:: Exercise brief ::
Could you retype every entry below exactly as written?

=== Begin Enclosure ===

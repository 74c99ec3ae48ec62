mod chat;
mod config;
mod conversation;
mod converters;
mod error;
mod llm_client;
mod logging;
mod models;
mod relay_client;
mod request_id;
mod router;

use clap::{Parser, Subcommand};
use config::Config;
use std::str::FromStr;
use std::sync::Arc;
use tracing::{Level, info};

#[derive(Parser, Debug)]
#[command(name = "chat-relay")]
#[command(about = "Relay chat transcripts to the Gemini API")]
struct Args {
    /// trace, debug, info, warn, error
    #[arg(short, long, default_value = "info", global = true)]
    log_level: String,

    /// Also write logs to this file (rotated at 10 MiB)
    #[arg(long, global = true)]
    log_file: Option<String>,

    /// socks and http proxy for outbound calls, example: socks5://192.168.0.2:10080
    #[arg(long, global = true)]
    proxy: Option<String>,

    #[command(subcommand)]
    command: Option<Command>,
}

#[derive(Subcommand, Debug)]
enum Command {
    /// Run the relay HTTP server
    Serve {
        #[arg(short, long, default_value = "0.0.0.0")]
        ip: String,

        #[arg(short, long, default_value = "8000")]
        port: u16,

        /// Path to an optional YAML config file
        #[arg(short, long)]
        config: Option<String>,
    },
    /// Chat in the terminal through a running relay
    Chat {
        #[arg(short, long, default_value = "http://127.0.0.1:8000/api/gemini-proxy")]
        url: String,
    },
}

fn build_http_client(proxy: Option<&str>) -> anyhow::Result<Arc<reqwest::Client>> {
    let client_builder = reqwest::Client::builder();
    let client_builder = match proxy {
        Some(proxy) => client_builder.proxy(reqwest::Proxy::all(proxy)?),
        None => client_builder,
    };
    Ok(Arc::new(client_builder.build()?))
}

async fn serve(ip: String, port: u16, config_path: Option<String>, http_client: Arc<reqwest::Client>) -> anyhow::Result<()> {
    let config = Config::load(config_path.as_deref())?;
    match &config_path {
        Some(path) => info!("Configuration loaded successfully from: {}", path),
        None => info!("No config file given, using defaults"),
    }
    if config.resolve_api_key().is_none() {
        // Not fatal at startup: every request re-reads the key
        tracing::warn!("{} is not set; relay calls will fail until it is", config.api_key_env);
    }

    let route = config.route.clone();
    let app_state = router::AppState {
        config: Arc::new(config),
        llm_client: Arc::new(llm_client::LlmClient::new(http_client)),
    };
    let app = router::app(app_state);

    let bind_address = format!("{}:{}", ip, port);
    let listener = tokio::net::TcpListener::bind(&bind_address).await?;
    info!("Relay listening on http://{}{}", bind_address, route);

    axum::serve(listener, app).await?;
    Ok(())
}

fn console_for(command: Option<&Command>) -> logging::Console {
    match command {
        Some(Command::Chat { .. }) => logging::Console::Stderr,
        _ => logging::Console::Stdout,
    }
}

#[tokio::main]
async fn main() -> anyhow::Result<()> {
    // A missing .env is fine
    dotenvy::dotenv().ok();

    let args = Args::parse();

    let log_level = Level::from_str(&args.log_level).unwrap_or_else(|_| {
        eprintln!("Invalid log level: {}. Using INFO level.", args.log_level);
        Level::INFO
    });
    logging::init_logging(log_level, args.log_file.as_deref(), console_for(args.command.as_ref()));

    let http_client = build_http_client(args.proxy.as_deref())?;

    match args.command.unwrap_or(Command::Serve { ip: "0.0.0.0".to_string(), port: 8000, config: None }) {
        Command::Serve { ip, port, config } => serve(ip, port, config, http_client).await,
        Command::Chat { url } => {
            let transport = relay_client::HttpRelayTransport::new(http_client, url);
            info!("Chatting through {}", transport.relay_url());
            chat::run_chat(&transport).await
        }
    }
}

#[cfg(test)]
mod tests {
    use super::*;

    #[test]
    fn test_chat_logs_go_to_stderr() {
        let args = Args::parse_from(["chat-relay", "chat", "--url", "http://localhost:8000/api/gemini-proxy"]);
        assert_eq!(console_for(args.command.as_ref()), logging::Console::Stderr);
    }

    #[test]
    fn test_serve_logs_go_to_stdout() {
        let args = Args::parse_from(["chat-relay", "serve", "--port", "9000"]);
        assert_eq!(console_for(args.command.as_ref()), logging::Console::Stdout);
        let args = Args::parse_from(["chat-relay"]);
        assert_eq!(console_for(args.command.as_ref()), logging::Console::Stdout);
    }
}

=== End Enclosure ===

:: Response below ::
repository 74c99ec3ae48ec62
mod chat;
mod config;
mod conversation;
mod converters;
mod error;
mod llm_client;
mod logging;
mod models;
mod relay_client;
mod request_id;
mod router;

use clap::{Parser, Subcommand};
use config::Config;
use std::str::FromStr;
use std::sync::Arc;
use tracing::{Level, info};

#[derive(Parser, Debug)]
#[command(name = "chat-relay")]
#[command(about = "Relay chat transcripts to the Gemini API")]
struct Args {
    /// trace, debug, info, warn, error
    #[arg(short, long, default_value = "info", global = true)]
    log_level: String,

    /// Also write logs to this file (rotated at 10 MiB)
    #[arg(long, global = true)]
    log_file: Option<String>,

    /// socks and http proxy for outbound calls, example: socks5://192.168.0.2:10080
    #[arg(long, global = true)]
    proxy: Option<String>,

    #[command(subcommand)]
    command: Option<Command>,
}

#[derive(Subcommand, Debug)]
enum Command {
    /// Run the relay HTTP server
    Serve {
        #[arg(short, long, default_value = "0.0.0.0")]
        ip: String,

        #[arg(short, long, default_value = "8000")]
        port: u16,

        /// Path to an optional YAML config file
        #[arg(short, long)]
        config: Option<String>,
    },
    /// Chat in the terminal through a running relay
    Chat {
        #[arg(short, long, default_value = "http://127.0.0.1:8000/api/gemini-proxy")]
        url: String,
    },
}

fn build_http_client(proxy: Option<&str>) -> anyhow::Result<Arc<reqwest::Client>> {
    let client_builder = reqwest::Client::builder();
    let client_builder = match proxy {
        Some(proxy) => client_builder.proxy(reqwest::Proxy::all(proxy)?),
        None => client_builder,
    };
    Ok(Arc::new(client_builder.build()?))
}

async fn serve(ip: String, port: u16, config_path: Option<String>, http_client: Arc<reqwest::Client>) -> anyhow::Result<()> {
    let config = Config::load(config_path.as_deref())?;
    match &config_path {
        Some(path) => info!("Configuration loaded successfully from: {}", path),
        None => info!("No config file given, using defaults"),
    }
    if config.resolve_api_key().is_none() {
        // Not fatal at startup: every request re-reads the key
        tracing::warn!("{} is not set; relay calls will fail until it is", config.api_key_env);
    }

    let route = config.route.clone();
    let app_state = router::AppState {
        config: Arc::new(config),
        llm_client: Arc::new(llm_client::LlmClient::new(http_client)),
    };
    let app = router::app(app_state);

    let bind_address = format!("{}:{}", ip, port);
    let listener = tokio::net::TcpListener::bind(&bind_address).await?;
    info!("Relay listening on http://{}{}", bind_address, route);

    axum::serve(listener, app).await?;
    Ok(())
}

fn console_for(command: Option<&Command>) -> logging::Console {
    match command {
        Some(Command::Chat { .. }) => logging::Console::Stderr,
        _ => logging::Console::Stdout,
    }
}

#[tokio::main]
async fn main() -> anyhow::Result<()> {
    // A missing .env is fine
    dotenvy::dotenv().ok();

    let args = Args::parse();

    let log_level = Level::from_str(&args.log_level).unwrap_or_else(|_| {
        eprintln!("Invalid log level: {}. Using INFO level.", args.log_level);
        Level::INFO
    });
    logging::init_logging(log_level, args.log_file.as_deref(), console_for(args.command.as_ref()));

    let http_client = build_http_client(args.proxy.as_deref())?;

    match args.command.unwrap_or(Command::Serve { ip: "0.0.0.0".to_string(), port: 8000, config: None }) {
        Command::Serve { ip, port, config } => serve(ip, port, config, http_client).await,
        Command::Chat { url } => {
            let transport = relay_client::HttpRelayTransport::new(http_client, url);
            info!("Chatting through {}", transport.relay_url());
            chat::run_chat(&transport).await
        }
    }
}

#[cfg(test)]
mod tests {
    use super::*;

    #[test]
    fn test_chat_logs_go_to_stderr() {
        let args = Args::parse_from(["chat-relay", "chat", "--url", "http://localhost:8000/api/gemini-proxy"]);
        assert_eq!(console_for(args.command.as_ref()), logging::Console::Stderr);
    }

    #[test]
    fn test_serve_logs_go_to_stdout() {
        let args = Args::parse_from(["chat-relay", "serve", "--port", "9000"]);
        assert_eq!(console_for(args.command.as_ref()), logging::Console::Stdout);
        let args = Args::parse_from(["chat-relay"]);
        assert_eq!(console_for(args.command.as_ref()), logging::Console::Stdout);
    }
}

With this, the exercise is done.